論文タイトル
Sculpting conducting nanopore size and shape through de novo protein design
出典

要旨
この研究は、新規プロテインデザインを使用して、特定のサイズと形状を持つ伝導性ナノポアを創出しています。これにより、DNAやRNAの配列決定等に応用可能な、カスタマイズされたナノポアセンサーの開発が可能になります。
解説など
βバレルタンパク質の代表的な工学応用の例に、ナノポアシーケンサーがあります。
DNA鎖が膜貫通のβバレルを通過するときの電流値を測定することで、その配列を同定することができる技術です。現在のナノポアシーケンサーに用いられているポアタンパク質には、天然のタンパク質(細菌由来のCsgG)、またはそのバリアントが利用されています。
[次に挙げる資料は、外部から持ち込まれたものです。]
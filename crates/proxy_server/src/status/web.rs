//! HTTP status endpoint.
//!
//! Serves plain-text decimal player counts for peer proxies and external
//! monitoring. `/full` (trailing slash and letter case ignored) returns the
//! federation-wide figure; every other path returns the local count. There
//! is no authentication on this surface.

use std::net::SocketAddr;
use std::sync::Arc;

use axum::{extract::State, http::Uri, routing::get, Router};
use tokio::net::TcpListener;
use tracing::info;

use crate::error::ProxyError;
use crate::status::PlayerCounts;

/// Builds the status router over the shared counters.
pub fn router(counts: Arc<PlayerCounts>) -> Router {
    Router::new()
        .fallback(get(player_count))
        .with_state(counts)
}

async fn player_count(State(counts): State<Arc<PlayerCounts>>, uri: Uri) -> String {
    let path = uri.path().to_ascii_lowercase();
    if path == "/full" || path == "/full/" {
        counts.federated_count().to_string()
    } else {
        counts.local_count().to_string()
    }
}

/// Binds and serves the status endpoint until the process exits.
///
/// A bind failure is returned to the caller and treated as fatal; once
/// serving, the endpoint answers best-effort for the process lifetime.
pub async fn serve(addr: SocketAddr, counts: Arc<PlayerCounts>) -> Result<(), ProxyError> {
    let listener = TcpListener::bind(addr)
        .await
        .map_err(|e| ProxyError::Network(format!("failed to bind status endpoint on {addr}: {e}")))?;
    info!("📊 Status endpoint listening on {}", addr);

    axum::serve(listener, router(counts))
        .await
        .map_err(|e| ProxyError::Network(format!("status endpoint failed: {e}")))
}

#[cfg(test)]
mod tests {
    use super::*;
    use axum::body::Body;
    use axum::http::Request;
    use tower::ServiceExt;

    fn counts(local: u32, aggregate: i64) -> Arc<PlayerCounts> {
        let counts = Arc::new(PlayerCounts::new());
        for _ in 0..local {
            counts.player_joined();
        }
        counts.publish_aggregate(aggregate);
        counts
    }

    async fn get_body(router: Router, path: &str) -> String {
        let response = router
            .oneshot(Request::builder().uri(path).body(Body::empty()).unwrap())
            .await
            .unwrap();
        let bytes = axum::body::to_bytes(response.into_body(), 64).await.unwrap();
        String::from_utf8(bytes.to_vec()).unwrap()
    }

    #[tokio::test]
    async fn test_root_returns_local_count() {
        let app = router(counts(10, 8));
        assert_eq!(get_body(app, "/").await, "10");
    }

    #[tokio::test]
    async fn test_full_returns_federated_count() {
        let app = router(counts(10, 8));
        assert_eq!(get_body(app.clone(), "/full").await, "18");
        assert_eq!(get_body(app.clone(), "/full/").await, "18");
        assert_eq!(get_body(app, "/FULL").await, "18");
    }

    #[tokio::test]
    async fn test_unknown_paths_fall_back_to_local_count() {
        let app = router(counts(3, 5));
        assert_eq!(get_body(app.clone(), "/anything").await, "3");
        assert_eq!(get_body(app, "/full/extra").await, "3");
    }
}
//! Destination selection for load-balanced groups.
//!
//! Given the servers of a group, [`select_server`] picks one destination
//! according to an occupancy policy:
//!
//! 1. Only live servers are eligible; with none, there is no destination.
//! 2. A single live server is always chosen.
//! 3. While no server has reached the occupancy threshold, players are
//!    packed onto the busiest server.
//! 4. With a mix of servers below and at/above the threshold, the busiest
//!    server still below the threshold is chosen.
//! 5. Once every server is at or above the threshold, the least busy one
//!    is chosen, spreading load across the saturated pool.
//!
//! Ties resolve to the first server in enumeration order. `None` means
//! "no eligible destination" and is treated by the caller as a transfer
//! veto, not as an error.

use std::sync::Arc;

use crate::registry::Server;

/// Player count at which a server is considered highly occupied.
///
/// A policy value, not a protocol constant; overridable through the
/// `load_balancer.occupancy_threshold` config field.
pub const DEFAULT_OCCUPANCY_THRESHOLD: u32 = 12;

/// Per-invocation snapshot of a server's routing-relevant fields.
///
/// Connectivity and player count are read exactly once per candidate so a
/// concurrent update cannot flip the decision between policy steps.
struct Candidate {
    server: Arc<Server>,
    players: u32,
}

/// Selects a destination among `servers`, or `None` when no live server is
/// eligible.
pub fn select_server(servers: &[Arc<Server>], threshold: u32) -> Option<Arc<Server>> {
    let live: Vec<Candidate> = servers
        .iter()
        .filter(|s| s.connected())
        .map(|s| Candidate {
            players: s.player_count(),
            server: Arc::clone(s),
        })
        .collect();

    if live.is_empty() {
        return None;
    }
    if live.len() == 1 {
        return Some(Arc::clone(&live[0].server));
    }

    let high_count = live.iter().filter(|c| c.players >= threshold).count();

    let chosen = if high_count == 0 {
        // Nobody saturated yet: fill the busiest server first.
        busiest(live.iter())
    } else if high_count < live.len() {
        // Prefer topping up a below-threshold server over piling onto a
        // saturated one.
        busiest(live.iter().filter(|c| c.players < threshold))
    } else {
        // Everything is saturated: spread onto the least busy server.
        least_busy(live.iter())
    };

    chosen.map(|c| Arc::clone(&c.server))
}

fn busiest<'a>(candidates: impl Iterator<Item = &'a Candidate>) -> Option<&'a Candidate> {
    let mut best: Option<&Candidate> = None;
    for candidate in candidates {
        match best {
            Some(b) if b.players >= candidate.players => {}
            _ => best = Some(candidate),
        }
    }
    best
}

fn least_busy<'a>(candidates: impl Iterator<Item = &'a Candidate>) -> Option<&'a Candidate> {
    let mut best: Option<&Candidate> = None;
    for candidate in candidates {
        match best {
            Some(b) if b.players <= candidate.players => {}
            _ => best = Some(candidate),
        }
    }
    best
}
ナノポアシーケンサーの動作原理については、こちらのページが参考になります。

このようなナノポアタンパク質を用いた検出手法は、精度や感度がポアタンパク質の電気特性に依存しており(電流値の変動を検出する際にノイズが低い方がS/N比を改善できる)、いまだ改良の余地があるのとともに、将来的にDNAの配列決定以外にも応用できる可能性があります。
そこで筆者らは、既存のタンパク質デザインにはないサイズや電気特性を示すβバレルタンパク質を「デノボで」デザインすることを試みた、というのが本論文の主旨です。結論としては、サイズの異なる複数のβバレルタンパク質をデザインできたことや、それぞれのコンダクタンス特性が異なることを示したところまでで、特定の検出用途への適用事例などは論文中に記載はありません。
ここからは、デザインの手順やTipsについて概説します。彼らがバックボーンとしたタンパク質は8本鎖のβバレルです。詳細は下記の論文に報告されています。
このバックボーンをベースに彼らが改良した要点は、下記のとおりになります。
- 細孔のサイズを調整するために、βストランドの数を増加
- ノイズを軽減するために、バレルの両側のβストランドを接続
- バレル孔を望みの形(三角形など)にするため、グリシンキンクを導入
- ミスフォールディングや凝集を防ぐため、局所的な二次構造フラストレーションを導入
最終的に、組み合わせ配列設計と構造緩和を数回繰り返した後、インシリコで予測できる水素結合ネットワーク、二次構造、および凝集傾向に基づいて望みのデザインを選択しています。さらにAlphaFoldモデルに基づくpLDDTでフィルタリングしています。
得られたデザインは、きちんと膜への挿入に成功し、再現可能な強度の電流の明確なジャンプを生成して、安定したナノ細孔コンダクタンスを有していました。また、 OmpG など、センシングに使用される天然に存在するナノポアタンパク質と比較して、非常に低いコンダクタンスを示したとのことです。